-- Problem --
Give back all of the data, word for word.

#### Input data

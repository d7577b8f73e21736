//! Scoped bound resources.
//!
//! `bind_to(upstream, body)` takes the endpoint the upstream delivers,
//! binds a fresh listener or datagram socket to it, lends the resource to
//! `body`, and appends the asynchronous close after the body's sender
//! completes. A bind failure surfaces the OS error; the partially created
//! socket is already gone by then.

use std::marker::PhantomData;
use std::sync::Arc;

use crate::algorithms::async_value::AsyncDrop;
use crate::error::{Error, OsError};
use crate::event_loop::Scheduler;
use crate::exec::{catch_user, fail, Either, SenderExt};
use crate::exec::{Env, OperationState, Receiver, Sender};
use crate::net::addr::Endpoint;

/// A resource `bind_to` can create bound to an endpoint.
pub trait BoundResource: AsyncDrop + Clone {
    /// Creates the resource bound to `endpoint` on the scheduler's loop.
    ///
    /// # Errors
    ///
    /// Surfaces the OS error; any partially created socket is closed
    /// before returning.
    fn bind_endpoint(scheduler: &Scheduler, endpoint: &Endpoint) -> Result<Self, OsError>;
}

/// Lends a freshly bound resource to `body`, closing it afterwards.
pub fn bind_to<S, T, F, Body>(upstream: S, body: F) -> BindTo<S, F, T>
where
    S: Sender,
    S::Value: Into<Endpoint>,
    T: BoundResource,
    F: FnOnce(&T) -> Body + Send + 'static,
    Body: Sender,
{
    BindTo {
        upstream,
        body,
        _marker: PhantomData,
    }
}

/// Sender returned by [`bind_to`].
pub struct BindTo<S, F, T> {
    upstream: S,
    body: F,
    _marker: PhantomData<fn() -> T>,
}

impl<S, T, F, Body> Sender for BindTo<S, F, T>
where
    S: Sender,
    S::Value: Into<Endpoint>,
    T: BoundResource,
    F: FnOnce(&T) -> Body + Send + 'static,
    Body: Sender,
{
    type Value = Body::Value;

    fn connect<R>(self, receiver: R) -> impl OperationState
    where
        R: Receiver<Value = Body::Value>,
    {
        BindToOp {
            upstream: self.upstream,
            body: self.body,
            receiver,
            _marker: PhantomData,
        }
    }
}

struct BindToOp<S, F, T, R> {
    upstream: S,
    body: F,
    receiver: R,
    _marker: PhantomData<fn() -> T>,
}

impl<S, T, F, Body, R> OperationState for BindToOp<S, F, T, R>
where
    S: Sender,
    S::Value: Into<Endpoint>,
    T: BoundResource,
    F: FnOnce(&T) -> Body + Send + 'static,
    Body: Sender,
    R: Receiver<Value = Body::Value>,
{
    fn start(self) {
        self.upstream
            .connect(BindToReceiver {
                body: self.body,
                receiver: self.receiver,
                _marker: PhantomData,
            })
            .start();
    }
}

struct BindToReceiver<F, R, T, V> {
    body: F,
    receiver: R,
    _marker: PhantomData<fn(V) -> T>,
}

impl<T, F, Body, R, V> Receiver for BindToReceiver<F, R, T, V>
where
    V: Into<Endpoint> + Send + 'static,
    T: BoundResource,
    F: FnOnce(&T) -> Body + Send + 'static,
    Body: Sender,
    R: Receiver<Value = Body::Value>,
{
    type Value = V;

    fn set_value(self, endpoint: V) {
        let endpoint: Endpoint = endpoint.into();
        let env = self.receiver.env();
        let scheduler = env.expect_scheduler();
        match T::bind_endpoint(&scheduler, &endpoint) {
            Err(e) => self.receiver.set_error(Error::Os(e)),
            Ok(resource) => {
                let body = self.body;
                let built = {
                    let resource = resource.clone();
                    catch_user(move || body(&resource))
                };
                let built = match built {
                    Ok(b) => Either::Left(b),
                    Err(e) => Either::Right(fail::<Body::Value>(e)),
                };
                built
                    .finally(T::async_drop(Arc::new(resource)))
                    .connect(self.receiver)
                    .start();
            }
        }
    }

    fn set_error(self, error: Error) {
        self.receiver.set_error(error);
    }

    fn set_stopped(self) {
        self.receiver.set_stopped();
    }

    fn env(&self) -> Env {
        self.receiver.env()
    }
}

########

-- Response to the task --
repository d7577b8f73e21736
//! Scoped bound resources.
//!
//! `bind_to(upstream, body)` takes the endpoint the upstream delivers,
//! binds a fresh listener or datagram socket to it, lends the resource to
//! `body`, and appends the asynchronous close after the body's sender
//! completes. A bind failure surfaces the OS error; the partially created
//! socket is already gone by then.

use std::marker::PhantomData;
use std::sync::Arc;

use crate::algorithms::async_value::AsyncDrop;
use crate::error::{Error, OsError};
use crate::event_loop::Scheduler;
use crate::exec::{catch_user, fail, Either, SenderExt};
use crate::exec::{Env, OperationState, Receiver, Sender};
use crate::net::addr::Endpoint;

/// A resource `bind_to` can create bound to an endpoint.
pub trait BoundResource: AsyncDrop + Clone {
    /// Creates the resource bound to `endpoint` on the scheduler's loop.
    ///
    /// # Errors
    ///
    /// Surfaces the OS error; any partially created socket is closed
    /// before returning.
    fn bind_endpoint(scheduler: &Scheduler, endpoint: &Endpoint) -> Result<Self, OsError>;
}

/// Lends a freshly bound resource to `body`, closing it afterwards.
pub fn bind_to<S, T, F, Body>(upstream: S, body: F) -> BindTo<S, F, T>
where
    S: Sender,
    S::Value: Into<Endpoint>,
    T: BoundResource,
    F: FnOnce(&T) -> Body + Send + 'static,
    Body: Sender,
{
    BindTo {
        upstream,
        body,
        _marker: PhantomData,
    }
}

/// Sender returned by [`bind_to`].
pub struct BindTo<S, F, T> {
    upstream: S,
    body: F,
    _marker: PhantomData<fn() -> T>,
}

impl<S, T, F, Body> Sender for BindTo<S, F, T>
where
    S: Sender,
    S::Value: Into<Endpoint>,
    T: BoundResource,
    F: FnOnce(&T) -> Body + Send + 'static,
    Body: Sender,
{
    type Value = Body::Value;

    fn connect<R>(self, receiver: R) -> impl OperationState
    where
        R: Receiver<Value = Body::Value>,
    {
        BindToOp {
            upstream: self.upstream,
            body: self.body,
            receiver,
            _marker: PhantomData,
        }
    }
}

struct BindToOp<S, F, T, R> {
    upstream: S,
    body: F,
    receiver: R,
    _marker: PhantomData<fn() -> T>,
}

impl<S, T, F, Body, R> OperationState for BindToOp<S, F, T, R>
where
    S: Sender,
    S::Value: Into<Endpoint>,
    T: BoundResource,
    F: FnOnce(&T) -> Body + Send + 'static,
    Body: Sender,
    R: Receiver<Value = Body::Value>,
{
    fn start(self) {
        self.upstream
            .connect(BindToReceiver {
                body: self.body,
                receiver: self.receiver,
                _marker: PhantomData,
            })
            .start();
    }
}

struct BindToReceiver<F, R, T, V> {
    body: F,
    receiver: R,
    _marker: PhantomData<fn(V) -> T>,
}

impl<T, F, Body, R, V> Receiver for BindToReceiver<F, R, T, V>
where
    V: Into<Endpoint> + Send + 'static,
    T: BoundResource,
    F: FnOnce(&T) -> Body + Send + 'static,
    Body: Sender,
    R: Receiver<Value = Body::Value>,
{
    type Value = V;

    fn set_value(self, endpoint: V) {
        let endpoint: Endpoint = endpoint.into();
        let env = self.receiver.env();
        let scheduler = env.expect_scheduler();
        match T::bind_endpoint(&scheduler, &endpoint) {
            Err(e) => self.receiver.set_error(Error::Os(e)),
            Ok(resource) => {
                let body = self.body;
                let built = {
                    let resource = resource.clone();
                    catch_user(move || body(&resource))
                };
                let built = match built {
                    Ok(b) => Either::Left(b),
                    Err(e) => Either::Right(fail::<Body::Value>(e)),
                };
                built
                    .finally(T::async_drop(Arc::new(resource)))
                    .connect(self.receiver)
                    .start();
            }
        }
    }

    fn set_error(self, error: Error) {
        self.receiver.set_error(error);
    }

    fn set_stopped(self) {
        self.receiver.set_stopped();
    }

    fn env(&self) -> Env {
        self.receiver.env()
    }
}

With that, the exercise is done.